| Work order |
Pull out every line below holding the word "tracing".

(Extracted data entries)
↓↓↓
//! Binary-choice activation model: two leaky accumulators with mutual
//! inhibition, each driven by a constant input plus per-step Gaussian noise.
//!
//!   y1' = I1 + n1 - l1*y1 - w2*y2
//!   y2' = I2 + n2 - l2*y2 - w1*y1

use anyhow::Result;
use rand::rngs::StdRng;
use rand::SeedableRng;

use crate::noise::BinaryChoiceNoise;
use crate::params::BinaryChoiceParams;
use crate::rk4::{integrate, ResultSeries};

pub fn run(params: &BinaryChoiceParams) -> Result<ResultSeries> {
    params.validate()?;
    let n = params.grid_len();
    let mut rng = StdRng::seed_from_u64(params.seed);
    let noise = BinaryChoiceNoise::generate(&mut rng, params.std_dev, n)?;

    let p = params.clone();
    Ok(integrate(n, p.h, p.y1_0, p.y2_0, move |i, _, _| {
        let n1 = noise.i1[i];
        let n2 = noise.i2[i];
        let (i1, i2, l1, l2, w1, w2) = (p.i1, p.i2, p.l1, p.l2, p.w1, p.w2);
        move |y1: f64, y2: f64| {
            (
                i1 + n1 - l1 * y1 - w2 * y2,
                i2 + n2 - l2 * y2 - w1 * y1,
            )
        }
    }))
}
↑↑↑
↓↓↓
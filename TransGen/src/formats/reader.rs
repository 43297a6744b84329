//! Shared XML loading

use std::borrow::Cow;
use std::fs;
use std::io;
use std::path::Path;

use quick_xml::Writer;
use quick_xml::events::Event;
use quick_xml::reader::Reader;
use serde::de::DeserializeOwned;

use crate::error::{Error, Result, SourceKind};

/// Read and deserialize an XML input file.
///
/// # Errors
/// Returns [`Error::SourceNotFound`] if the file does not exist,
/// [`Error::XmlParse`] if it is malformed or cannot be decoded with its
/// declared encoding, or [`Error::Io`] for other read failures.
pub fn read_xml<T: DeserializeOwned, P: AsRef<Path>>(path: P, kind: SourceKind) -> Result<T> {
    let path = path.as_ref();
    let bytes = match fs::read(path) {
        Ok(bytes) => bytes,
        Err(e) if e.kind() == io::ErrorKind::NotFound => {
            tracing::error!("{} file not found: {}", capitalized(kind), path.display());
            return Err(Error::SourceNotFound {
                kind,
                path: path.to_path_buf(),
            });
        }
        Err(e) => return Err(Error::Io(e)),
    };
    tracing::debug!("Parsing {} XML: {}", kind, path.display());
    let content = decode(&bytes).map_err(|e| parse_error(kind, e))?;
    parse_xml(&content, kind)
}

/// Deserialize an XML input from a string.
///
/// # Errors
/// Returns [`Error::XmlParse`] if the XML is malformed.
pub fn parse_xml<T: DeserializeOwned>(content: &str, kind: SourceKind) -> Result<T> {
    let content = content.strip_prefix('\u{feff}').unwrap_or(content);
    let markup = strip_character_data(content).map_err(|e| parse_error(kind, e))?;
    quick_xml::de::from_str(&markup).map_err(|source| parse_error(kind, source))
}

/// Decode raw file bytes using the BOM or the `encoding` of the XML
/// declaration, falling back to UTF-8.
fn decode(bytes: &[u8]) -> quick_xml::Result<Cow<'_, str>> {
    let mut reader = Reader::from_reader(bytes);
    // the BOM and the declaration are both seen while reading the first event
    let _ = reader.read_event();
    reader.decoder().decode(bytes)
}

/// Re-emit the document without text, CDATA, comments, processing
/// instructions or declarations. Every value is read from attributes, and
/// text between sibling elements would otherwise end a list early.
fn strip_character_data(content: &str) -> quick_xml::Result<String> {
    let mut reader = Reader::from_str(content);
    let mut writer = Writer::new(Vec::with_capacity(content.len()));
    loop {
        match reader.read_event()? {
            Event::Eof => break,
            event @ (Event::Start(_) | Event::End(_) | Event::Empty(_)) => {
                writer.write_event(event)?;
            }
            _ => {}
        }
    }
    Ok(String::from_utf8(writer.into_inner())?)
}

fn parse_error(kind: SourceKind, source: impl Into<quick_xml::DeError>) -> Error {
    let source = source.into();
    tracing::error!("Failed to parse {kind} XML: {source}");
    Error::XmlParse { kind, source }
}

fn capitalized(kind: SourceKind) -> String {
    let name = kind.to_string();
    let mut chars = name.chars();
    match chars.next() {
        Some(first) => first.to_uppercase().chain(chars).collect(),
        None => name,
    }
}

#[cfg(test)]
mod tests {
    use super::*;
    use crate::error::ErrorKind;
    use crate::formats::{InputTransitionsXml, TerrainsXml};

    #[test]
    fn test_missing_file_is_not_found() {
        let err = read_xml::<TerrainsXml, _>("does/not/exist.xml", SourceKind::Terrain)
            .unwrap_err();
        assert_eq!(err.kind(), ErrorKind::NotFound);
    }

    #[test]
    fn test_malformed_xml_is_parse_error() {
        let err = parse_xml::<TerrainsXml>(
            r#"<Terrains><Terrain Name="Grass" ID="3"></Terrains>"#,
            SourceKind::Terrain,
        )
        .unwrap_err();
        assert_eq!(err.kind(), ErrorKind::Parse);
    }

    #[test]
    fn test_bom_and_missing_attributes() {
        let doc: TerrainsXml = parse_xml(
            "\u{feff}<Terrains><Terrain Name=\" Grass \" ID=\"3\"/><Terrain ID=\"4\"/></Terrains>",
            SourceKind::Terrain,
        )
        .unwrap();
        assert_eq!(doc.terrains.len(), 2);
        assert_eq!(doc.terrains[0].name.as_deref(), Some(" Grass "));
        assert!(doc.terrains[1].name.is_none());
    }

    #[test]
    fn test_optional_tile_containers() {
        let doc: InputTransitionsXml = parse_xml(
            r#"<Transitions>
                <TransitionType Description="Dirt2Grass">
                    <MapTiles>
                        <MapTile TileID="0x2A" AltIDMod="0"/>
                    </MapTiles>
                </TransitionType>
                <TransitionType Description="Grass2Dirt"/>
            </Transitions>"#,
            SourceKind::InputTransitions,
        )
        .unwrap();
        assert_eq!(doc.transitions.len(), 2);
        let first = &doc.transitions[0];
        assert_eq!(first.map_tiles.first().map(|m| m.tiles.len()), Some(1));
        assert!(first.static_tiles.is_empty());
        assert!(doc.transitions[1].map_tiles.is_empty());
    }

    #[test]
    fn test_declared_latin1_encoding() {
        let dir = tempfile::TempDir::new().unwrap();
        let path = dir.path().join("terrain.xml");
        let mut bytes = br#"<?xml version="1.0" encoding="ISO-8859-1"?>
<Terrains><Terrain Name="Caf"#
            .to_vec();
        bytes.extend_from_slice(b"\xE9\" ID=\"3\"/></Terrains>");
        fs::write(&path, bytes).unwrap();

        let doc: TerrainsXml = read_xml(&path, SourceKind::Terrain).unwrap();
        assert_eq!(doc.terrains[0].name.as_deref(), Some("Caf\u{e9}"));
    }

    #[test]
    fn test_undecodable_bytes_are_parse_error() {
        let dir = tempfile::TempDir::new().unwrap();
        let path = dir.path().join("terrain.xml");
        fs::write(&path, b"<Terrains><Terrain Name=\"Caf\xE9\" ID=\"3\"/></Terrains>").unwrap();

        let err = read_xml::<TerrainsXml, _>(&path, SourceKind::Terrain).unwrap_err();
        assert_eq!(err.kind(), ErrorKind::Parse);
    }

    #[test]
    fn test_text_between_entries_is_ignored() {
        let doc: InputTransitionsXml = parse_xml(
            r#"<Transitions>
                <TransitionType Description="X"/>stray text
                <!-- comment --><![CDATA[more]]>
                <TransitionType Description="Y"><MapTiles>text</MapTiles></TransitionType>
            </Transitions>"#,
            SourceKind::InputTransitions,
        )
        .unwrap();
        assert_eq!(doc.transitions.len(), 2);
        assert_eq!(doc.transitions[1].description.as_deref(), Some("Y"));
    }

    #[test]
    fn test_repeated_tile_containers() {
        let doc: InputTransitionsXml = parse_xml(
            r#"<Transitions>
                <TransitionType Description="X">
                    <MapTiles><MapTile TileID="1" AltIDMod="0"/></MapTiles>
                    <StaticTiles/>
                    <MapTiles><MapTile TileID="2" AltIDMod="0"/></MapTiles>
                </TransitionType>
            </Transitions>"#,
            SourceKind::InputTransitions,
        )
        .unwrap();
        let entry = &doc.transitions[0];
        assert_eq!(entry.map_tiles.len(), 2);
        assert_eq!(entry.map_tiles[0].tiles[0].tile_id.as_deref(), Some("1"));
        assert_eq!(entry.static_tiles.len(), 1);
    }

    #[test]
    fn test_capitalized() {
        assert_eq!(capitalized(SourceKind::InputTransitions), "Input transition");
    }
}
↑↑↑
| Answer box |
            tracing::error!("{} file not found: {}", capitalized(kind), path.display());
    tracing::debug!("Parsing {} XML: {}", kind, path.display());
    tracing::error!("Failed to parse {kind} XML: {source}");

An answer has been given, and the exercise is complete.